My kids are growing up – fast. My oldest will be 16 in a little over a month. When her siblings mention offhandedly, “She leaves for college in just two years!” I want to say in return, “Yeah, I’m aware.” She switched high schools this year as a sophomore. I think that’s a big deal and felt like she might need me to be a bit more present through this transition. My 8th grade boy is now freaking out about having to make the right choice of where he’ll end up next year, which seemed like a no-brainer – until his sister wasn’t happy with our neighborhood school. My 5th grader was in tears the week before school, concerned that she wasn’t ready and that the math was going to be “impossible!” My saving grace in the lead-up to school year ’15/16, was my first-grader counting off the days until it started. He’s still upset that he won’t be getting any homework until next week – his siblings are worried that there might be something wrong with him.

Me? I just wanted Summer to last a little while longer.

We spent three weeks at the front end in true HoosierRican style, with a family wedding and reunion in Indiana, followed by with a cruise with the Puerto Ricans after that. July was crammed every single day with camps for one or all of them. And when August rolled around we did what has become my favorite tradition: camping along the gorgeous Oregon coastline. There was no cell service or WiFi during most of our trips and it was, in a word, fantastic! I guess I got used to being unplugged and off schedule – and I liked it. But now, “I’m baaaaack!” And I promise, dear Blog, that I will do my best to establish a regular practice of connecting with you again. I mean that and to prove it to you, I’m joining the 31 Day Challenge again this October. That’s how we met last year, don’t you remember, Blog?

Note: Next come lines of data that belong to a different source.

//! Built-in classification tables
//!
//! Order matters everywhere in this file: group suggestions, the global parent
//! order, gates within a parent and candidates within a gate are all tried
//! first to last.

use super::CategoryRules;
use super::rules::{Candidate, Gate, Matcher};
use super::taxonomy::*;
use crate::Result;

use Candidate::{CatchAll, Checked};

// Whole-token match where any non-alphanumeric character, `_` included,
// separates tokens.
macro_rules! word {
    ($body:literal) => {
        concat!(r"(?:^|[^[:alnum:]])", $body, r"(?:$|[^[:alnum:]])")
    };
}

const FOREIGN: &str = word!(r"(danish|flemish|dutch|deutsch|german|french|truefrench|swedish|swesub|norwegian|nordic|italian|spanish|castellano|latino|russian|polish|nl\.?subbed|nl\.?sub|vostfr|multi\.?sub)");

pub(super) fn builtin() -> Result<CategoryRules> {
    let mut rules = CategoryRules::new();

    group_suggestions(&mut rules)?;
    tv(&mut rules)?;
    xxx(&mut rules)?;
    movies(&mut rules)?;
    console(&mut rules)?;
    pc(&mut rules)?;
    audio(&mut rules)?;
    books(&mut rules)?;

    Ok(rules)
}

fn group_suggestions(rules: &mut CategoryRules) -> Result<()> {
    rules.suggest(r"alt\.binaries\.(multimedia\.)?(tv|teevee|hdtv|tvseries|x264\.tv)\b", &[TV])?;
    rules.suggest(r"alt\.binaries\.(multimedia\.)?anime", &[TV_ANIME])?;
    rules.suggest(r"alt\.binaries\.(documentaries|docs)\b", &[TV_DOCUMENTARY, TV])?;
    rules.suggest(r"alt\.binaries\.(multimedia\.)?sports?\b", &[TV_SPORT, TV])?;
    rules.suggest(
        r"alt\.binaries\.(movies|dvd|hdmovies|bluray|x264|divx|moovee)",
        &[MOVIES],
    )?;
    rules.suggest(r"alt\.binaries\.(erotica|xxx|sex|porn|pictures\.erotica)", &[XXX])?;
    rules.suggest(r"alt\.binaries\.(sounds|mp3|music|audio)", &[AUDIO])?;
    rules.suggest(r"alt\.binaries\.(audiobooks?|audio\.books?)", &[AUDIO_AUDIOBOOK])?;
    rules.suggest(r"alt\.binaries\.(e-?books?|ebook|comics|magazines)", &[BOOKS])?;
    rules.suggest(r"alt\.binaries\.(mac|apple|ipod|iphone)", &[PC_MAC, PC])?;
    rules.suggest(r"alt\.binaries\.(cd\.image|warez|0day|apps|iso|pc)", &[PC])?;
    rules.suggest(
        r"alt\.binaries\.(games|console|xbox|wii|nintendo|ps3|sony)",
        &[CONSOLE, PC],
    )?;
    Ok(())
}

fn tv(rules: &mut CategoryRules) -> Result<()> {
    rules.leaf(TV_FOREIGN, vec![Matcher::pattern(FOREIGN)?]);
    rules.leaf(
        TV_SPORT,
        vec![Matcher::pattern(
            word!(r"(epl|motogp|bellator|supercup|wtcc|bundesliga|uefa|espn|wwe|wwf|nba|nfl|nhl|mlb|ncaa|formula[ ._-]?1|ufc|premier[ ._-]league)"),
        )?],
    );
    rules.leaf(
        TV_DOCUMENTARY,
        vec![Matcher::pattern(
            word!(r"(documentar(y|ies)|docu|national[ ._-]geographic|natgeo|history[ ._-]channel)"),
        )?],
    );
    rules.leaf(
        TV_HD,
        vec![Matcher::pattern(
            word!(r"(720p|1080p|1080i|2160p|x264|h\.?264|x265|h\.?265|hevc|web-?dl)"),
        )?],
    );
    rules.leaf(
        TV_SD,
        vec![Matcher::pattern(word!(r"(sdtv|pdtv|dsr|dvdrip|xvid|divx|480p|576p)"))?],
    );

    rules.gate(
        TV,
        Gate::new(
            concat!(
                word!(r"(S\d{1,2}[ ._-]?E\d{1,3}|S\d{1,2}|\d{1,2}x\d{2,3}|(19|20)\d{2}[ ._-]\d{2}[ ._-]\d{2}|ep(isode)?[ ._-]?\d{1,3}|hdtv|pdtv|sdtv|dsr)"),
                r"|(?:^|[^[:alnum:]])season[ ._-]?\d",
            ),
            vec![
                Checked(TV_FOREIGN),
                Checked(TV_SPORT),
                Checked(TV_DOCUMENTARY),
                Checked(TV_HD),
                Checked(TV_SD),
                CatchAll(TV_OTHER),
            ],
        )?,
    );
    Ok(())
}

fn xxx(rules: &mut CategoryRules) -> Result<()> {
    rules.leaf(
        XXX_IMAGESET,
        vec![Matcher::pattern(word!(r"(imageset|image[ ._-]set|photo[ ._-]?set|pics?)"))?],
    );
    rules.leaf(
        XXX_X264,
        vec![Matcher::pattern(word!(r"(x264|h\.?264|720p|1080p|2160p|web-?dl)"))?],
    );
    rules.leaf(XXX_DVD, vec![Matcher::pattern(word!(r"(dvdr|dvd5|dvd9|dvd)"))?]);
    rules.leaf(XXX_WMV, vec![Matcher::pattern(word!(r"(wmv)"))?]);
    rules.leaf(XXX_XVID, vec![Matcher::pattern(word!(r"(xvid|divx)"))?]);

    rules.gate(
        XXX,
        Gate::new(
            word!(r"(xxx|porn|erotica?|nude|naked|playboy|penthouse|brazzers|naughty|milf|hardcore)"),
            vec![
                Checked(XXX_IMAGESET),
                Checked(XXX_X264),
                Checked(XXX_DVD),
                Checked(XXX_WMV),
                Checked(XXX_XVID),
                CatchAll(XXX_OTHER),
            ],
        )?,
    );
    Ok(())
}

fn movies(rules: &mut CategoryRules) -> Result<()> {
    rules.leaf(MOVIES_FOREIGN, vec![Matcher::pattern(FOREIGN)?]);
    rules.leaf(
        MOVIES_3D,
        vec![Matcher::pattern(word!(r"(3d|half[ ._-]?(sbs|ou)|h[ ._-]?sbs)"))?],
    );
    rules.leaf(
        MOVIES_BLURAY,
        vec![
            Matcher::pattern(word!(r"(bd[ ._-]?(25|50)|complete[ ._-]bluray|avc|remux)"))?,
            Matcher::all(&[(word!(r"(blu-?ray)"), true), (word!(r"(x264|x265|xvid|rip)"), false)])?,
        ],
    );
    rules.leaf(
        MOVIES_HD,
        vec![Matcher::pattern(
            word!(r"(720p|1080p|2160p|x264|x265|h\.?264|hevc|bdrip|brrip|web-?dl)"),
        )?],
    );
    rules.leaf(
        MOVIES_SD,
        vec![Matcher::pattern(
            word!(r"(dvdrip|dvdscr|xvid|divx|dvdr|dvd5|dvd9|r5|telesync|ts|cam|480p)"),
        )?],
    );

    rules.gate(
        MOVIES,
        Gate::new(
            concat!(
                r"[-._ ](19|20)\d{2}[-._ )]|",
                word!(r"(dvdrip|bdrip|brrip|blu-?ray|xvid|divx|dvdr|dvd5|dvd9|x264|1080p|720p|remux|dvdscr|telesync)"),
            ),
            vec![
                Checked(MOVIES_FOREIGN),
                Checked(MOVIES_3D),
                Checked(MOVIES_BLURAY),
                Checked(MOVIES_HD),
                Checked(MOVIES_SD),
                CatchAll(MOVIES_OTHER),
            ],
        )?,
    );
    Ok(())
}

fn console(rules: &mut CategoryRules) -> Result<()> {
    rules.leaf(CONSOLE_NDS, vec![Matcher::pattern(word!(r"(nds|3ds)"))?]);
    rules.leaf(CONSOLE_PSP, vec![Matcher::pattern(word!(r"(psp|vita)"))?]);
    rules.leaf(CONSOLE_WII, vec![Matcher::pattern(word!(r"(wii|wiiu|wiiware|ngc)"))?]);
    rules.leaf(
        CONSOLE_XBOX360,
        vec![Matcher::pattern(word!(r"(x360|xbox[ ._-]?360|xbla)"))?],
    );
    rules.leaf(
        CONSOLE_XBOX,
        vec![Matcher::expect(word!(r"(xbox)"), true)?],
    );
    rules.leaf(CONSOLE_PS3, vec![Matcher::pattern(word!(r"(ps3)"))?]);

    rules.gate(
        CONSOLE,
        Gate::new(
            word!(r"(nds|3ds|psp|vita|wii|wiiu|wiiware|ngc|x360|xbox|xbla|ps2|ps3|ps4|nsw|switch)"),
            vec![
                Checked(CONSOLE_NDS),
                Checked(CONSOLE_PSP),
                Checked(CONSOLE_WII),
                Checked(CONSOLE_XBOX360),
                Checked(CONSOLE_XBOX),
                Checked(CONSOLE_PS3),
                CatchAll(CONSOLE_OTHER),
            ],
        )?,
    );
    Ok(())
}

fn pc(rules: &mut CategoryRules) -> Result<()> {
    rules.leaf(
        PC_MOBILE_IOS,
        vec![Matcher::pattern(word!(r"(ios|iphone|ipad|ipod)"))?],
    );
    rules.leaf(PC_MOBILE_ANDROID, vec![Matcher::pattern(word!(r"(android|apk)"))?]);
    rules.leaf(
        PC_MOBILE_OTHER,
        vec![Matcher::pattern(word!(r"(symbian|windows[ ._-]?mobile|blackberry)"))?],
    );
    rules.leaf(
        PC_MAC,
        vec![Matcher::pattern(word!(r"(mac|macos|macosx|osx|dmg)"))?],
    );
    rules.leaf(
        PC_GAMES,
        vec![Matcher::pattern(
            word!(r"(reloaded|skidrow|codex|plaza|flt|fairlight|razor1911|prophet|gog|steam[ ._-]?rip)"),
        )?],
    );
    rules.leaf(
        PC_ISO,
        vec![Matcher::all(&[(word!(r"(iso|rar|dvd|cd)"), true), (word!(r"(x264|xvid|720p|1080p)"), false)])?],
    );

    rules.gate(
        PC,
        Gate::new(
            word!(r"(win(dows)?|win(32|64)|x86|x64|mac|macos|macosx|osx|dmg|keygen|crack(ed)?|portable|incl[ ._-]?keymaker|apk|android|ios|ipad|iphone|0day|multilingual|v\d+\.\d+(\.\d+)?|iso)"),
            vec![
                Checked(PC_MOBILE_IOS),
                Checked(PC_MOBILE_ANDROID),
                Checked(PC_MOBILE_OTHER),
                Checked(PC_MAC),
                Checked(PC_GAMES),
                Checked(PC_ISO),
                CatchAll(PC_0DAY),
            ],
        )?,
    );
    Ok(())
}

fn audio(rules: &mut CategoryRules) -> Result<()> {
    rules.leaf(
        AUDIO_AUDIOBOOK,
        vec![Matcher::pattern(word!(r"(audio[ ._-]?books?|unabridged|abridged)"))?],
    );
    rules.leaf(
        AUDIO_LOSSLESS,
        vec![Matcher::pattern(word!(r"(flac|alac|ape|lossless|24bit|wav)"))?],
    );
    rules.leaf(
        AUDIO_VIDEO,
        vec![Matcher::pattern(word!(r"(mvid|music[ ._-]?video|concert|live[ ._-]at)"))?],
    );
    rules.leaf(
        AUDIO_MP3,
        vec![Matcher::pattern(word!(r"(mp3|\d{3}[ ._-]?kbps|vbr|cbr|v0|v2)"))?],
    );

    rules.gate(
        AUDIO,
        Gate::new(
            word!(r"(mp3|flac|alac|ape|ogg|aac|m4a|lossless|\d{3}[ ._-]?kbps|vbr|cbr|discography|album|cdda|mvid|audio[ ._-]?books?)"),
            vec![
                Checked(AUDIO_AUDIOBOOK),
                Checked(AUDIO_LOSSLESS),
                Checked(AUDIO_VIDEO),
                Checked(AUDIO_MP3),
                CatchAll(AUDIO_OTHER),
            ],
        )?,
    );
    Ok(())
}

fn books(rules: &mut CategoryRules) -> Result<()> {
    rules.leaf(
        BOOKS_COMICS,
        vec![Matcher::pattern(word!(r"(comics?|cbr|cbz|graphic[ ._-]novel)"))?],
    );
    rules.leaf(
        BOOKS_MAGAZINES,
        vec![Matcher::pattern(word!(r"(magazines?|mag|issue[ ._-]?\d+|vol[ ._-]?\d+[ ._-]no[ ._-]?\d+)"))?],
    );

    rules.gate(
        BOOKS,
        Gate::new(
            word!(r"(e-?books?|epub|mobi|pdf|azw3?|magazines?|comics?|cbr|cbz|retail)"),
            vec![
                Checked(BOOKS_COMICS),
                Checked(BOOKS_MAGAZINES),
                CatchAll(BOOKS_EBOOK),
            ],
        )?,
    );
    Ok(())
}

It’s a crazy commitment of writing a blog post every-single-day-for-the-entire-month-of-October. It almost killed us last year, Blog. There were times that I couldn’t stand you. You were demanding, stubborn, and uncaring that I had no idea what I was doing, being completely new at all of this. I felt like all you did was take, take, take. But this year, it’s going to be different. I know how to blog, Blog. I’ve figured out how to make thumbnails in just a few keystrokes. I know how to write a catchy title so people will click on it. And I’ve proven that I can git ‘er dun – even if that means hitting the “publish” button at 11:54 pm.

So, these next few weeks will be a time of reacquaintance for us, Blog. I’ve got some ideas, and I’m sure you’ll try to make this difficult for me after all the time we spent apart this Summer. But now I know what it takes and I’m ready for the challenge. I’m willing to show up, Blog, and make this thing work – if you are.

Meet me halfway?

How were your plans derailed this Summer? Did you fight it? Surrender to it? Or enjoy it? I’m happy to be back and I hope you’re happy to have me back! Leave me some love, won’t you?